Spac sponsors, such as Cantor, are generally issued with stocks and warrants in the eventual public company with little downside risk. In the Rumble Spac, 12m shares, or 4.6% of the total, were issued to “Sponsor Related Parties” according to Securities and Exchange Commission filings.
Prospectuses filed by Rumble show that at the time the company went public, several people and entities related to Lutnick and his family had also been dealt in. Lutnick 2020 Descendants Trust UA had 375,000 shares; his wife, Allison Lutnick, had 50,000 shares; and his sister, Edith Lutnick, had 35,000 shares.
This may be the source of the holdings disclosed in Cantor’s most recent holdings report, filed on 14 February, which indicates that the company he led holds 9.3m Rumble shares, which at that time they valued at over $120m.
Lutnick personally owned between $1m and $5m worth of Rumble stock according to his Office of Government Ethics filings.
Finally, Cantor was the placement agent for Tether’s buy-in to Rumble. Normally such a role attracts fees, but Lutnick said at his confirmation hearing that on this occasion Cantor waived them.
Rumble
Rumble had several officers and shareholders besides Lutnick who have since gone on to serve in the Trump administration.
Tech-right ideologue and venture capitalist David Sacks resigned from Rumble’s board in December “to pursue a position in government”, according to a 13 December SEC filing. He now serves as the Trump administration’s “crypto czar”.
Sacks joined the board in 2023 after Rumble acquired Callin, the podcasting and livestreaming platform he founded, and Locals, a crowdfunding platform fronted by rightwing comedian Dave Rubin that Sacks had backed.

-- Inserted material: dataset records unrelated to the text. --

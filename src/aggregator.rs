/// Folds a chronologically sorted 1-minute series into a higher-timeframe
/// series (spec component E). Pure and synchronous — no I/O, no vendor or
/// cache dependency — so it is exercised directly by the scenario tests.
use crate::model::Bar;
use crate::timeframe::{self, SessionCalendar};

/// Aggregates `series` (ascending by timestamp, 1-minute bars only) into
/// `timeframe` bars covering `[start, end]`. `"1m"` is a passthrough filter.
pub fn aggregate(
    calendar: &SessionCalendar,
    instrument: &str,
    target_timeframe: &str,
    start: i64,
    end: i64,
    series: &[Bar],
) -> crate::error::Result<Vec<Bar>> {
    if target_timeframe == "1m" {
        return Ok(series
            .iter()
            .filter(|b| b.timestamp >= start && b.timestamp <= end)
            .cloned()
            .collect());
    }

    let interval = timeframe::parse(target_timeframe)?;
    let max_ts = series.iter().map(|b| b.timestamp).max();

    let mut out: Vec<Bar> = Vec::new();
    let mut open: Option<Bar> = None;

    for bar in series {
        let bucket = calendar.bucket(bar.timestamp, interval);
        match &mut open {
            Some(current) if current.timestamp == bucket => {
                current.high = current.high.max(bar.high);
                current.low = current.low.min(bar.low);
                current.close = bar.close;
                current.volume += bar.volume;
            }
            _ => {
                if let Some(prev) = open.take() {
                    out.push(prev);
                }
                open = Some(Bar {
                    instrument: instrument.to_string(),
                    timeframe: target_timeframe.to_string(),
                    timestamp: bucket,
                    open: bar.open,
                    high: bar.high,
                    low: bar.low,
                    close: bar.close,
                    volume: bar.volume,
                    source: Some(crate::model::SourceTag::Aggregated),
                    is_closed: false,
                });
            }
        }
    }
    if let Some(last) = open {
        out.push(last);
    }

    if let Some(max_ts) = max_ts {
        for bar in &mut out {
            bar.is_closed = is_bucket_closed(bar.timestamp, interval, max_ts, series);
        }
    }

    Ok(out
        .into_iter()
        .filter(|b| b.timestamp >= start && b.timestamp <= end)
        .collect())
}

/// An output bar starting at `bucket_start` is closed iff some 1-minute bar
/// at or past `bucket_start + interval` is present, or the bucket's terminal
/// 1-minute slot (`bucket_start + interval - 60_000`) is present.
fn is_bucket_closed(bucket_start: i64, interval: i64, max_ts: i64, series: &[Bar]) -> bool {
    if max_ts >= bucket_start + interval {
        return true;
    }
    let terminal_slot = bucket_start + interval - timeframe::MS_PER_MINUTE;
    series.iter().any(|b| b.timestamp == terminal_slot)
}

#[cfg(test)]
mod tests {
    use super::*;
    use crate::model::SourceTag;

    fn one_min(ts: i64, o: f64, h: f64, l: f64, c: f64, v: i64) -> Bar {
        Bar {
            instrument: "ES".into(),
            timeframe: "1m".into(),
            timestamp: ts,
            open: o,
            high: h,
            low: l,
            close: c,
            volume: v,
            source: Some(SourceTag::Historical),
            is_closed: true,
        }
    }

    const MIN: i64 = 60_000;

    #[test]
    fn closed_open_split_s1() {
        let cal = SessionCalendar::new();
        let base = 9 * 3_600_000i64; // 09:00 UTC-ish epoch offset for test purposes
        let series = vec![
            one_min(base, 100.0, 101.0, 99.0, 100.0, 10),
            one_min(base + MIN, 100.0, 101.0, 99.0, 100.0, 10),
            one_min(base + 2 * MIN, 100.0, 101.0, 99.0, 100.0, 10),
            one_min(base + 3 * MIN, 100.0, 101.0, 99.0, 100.0, 10),
        ];
        let out = aggregate(&cal, "ES", "5m", base, base + 5 * MIN, &series).unwrap();
        assert_eq!(out.len(), 1);
        let b = &out[0];
        assert_eq!(b.open, 100.0);
        assert_eq!(b.high, 101.0);
        assert_eq!(b.low, 99.0);
        assert_eq!(b.close, 100.0);
        assert_eq!(b.volume, 40);
        assert!(!b.is_closed);
    }

    #[test]
    fn trailing_bar_closes_bucket_s2() {
        let cal = SessionCalendar::new();
        let base = 9 * 3_600_000i64;
        let series = vec![
            one_min(base, 100.0, 101.0, 99.0, 100.0, 10),
            one_min(base + MIN, 100.0, 101.0, 99.0, 100.0, 10),
            one_min(base + 2 * MIN, 100.0, 101.0, 99.0, 100.0, 10),
            one_min(base + 3 * MIN, 100.0, 101.0, 99.0, 100.0, 10),
            one_min(base + 4 * MIN, 101.0, 102.0, 100.0, 101.0, 5),
        ];
        let out = aggregate(&cal, "ES", "5m", base, base + 5 * MIN, &series).unwrap();
        assert_eq!(out.len(), 1);
        let b = &out[0];
        assert_eq!(b.open, 100.0);
        assert_eq!(b.high, 102.0);
        assert_eq!(b.low, 99.0);
        assert_eq!(b.close, 101.0);
        assert_eq!(b.volume, 45);
        assert!(b.is_closed);
    }

    #[test]
    fn later_activity_closes_an_earlier_bucket() {
        let cal = SessionCalendar::new();
        let base = 0i64;
        let series = vec![
            one_min(base, 100.0, 100.0, 100.0, 100.0, 1),
            one_min(base + 5 * MIN, 200.0, 200.0, 200.0, 200.0, 1),
        ];
        let out = aggregate(&cal, "ES", "5m", base, base + 10 * MIN, &series).unwrap();
        assert_eq!(out.len(), 2);
        assert!(out[0].is_closed);
    }

    #[test]
    fn one_minute_passthrough_filters_range() {
        let cal = SessionCalendar::new();
        let series = vec![one_min(0, 1.0, 1.0, 1.0, 1.0, 1), one_min(MIN, 1.0, 1.0, 1.0, 1.0, 1)];
        let out = aggregate(&cal, "ES", "1m", 0, 0, &series).unwrap();
        assert_eq!(out.len(), 1);
        assert_eq!(out[0].timestamp, 0);
    }
}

Any share sales he made in the February deal were not subject to insider trading disclosures. However, the most recent filing detailing Sacks interest in the company from last July shows him increasing his shareholding to just over 571,000 shares, a position being worth over $4.2m in the Tether deal.
Ethan Fallang, formerly a board member of Rumble and Narya Capital – the Vance-founded venture firm – resigned in January to work in government, according to SEC filings. The most recent documentation of his holdings while he was still on the board show him owning some 27,000 shares.
Although he is not subject to insider trading disclosures, filings show that Trump’s deputy FBI director, Dan Bongino, has maintained his 5.72% share in Rumble since it went public. No OGE agreements or disclosures for Bongino have been made public to date.
OGE disclosures do indicate that on the way into their jobs, Bongino’s new boss, Kash Patel, held between $1,001 and $15,000 worth of stock; transportation secretary Sean Duffy held between $1,000 and $15,000; and the director of national intelligence, Gabbard, held between $100,001 and $250,000 of the stock.
Patel, Gabbard and Lutnick all undertook to divest themselves of holdings including their interest in Rumble within 90 days of taking office, according to their OGE agreements.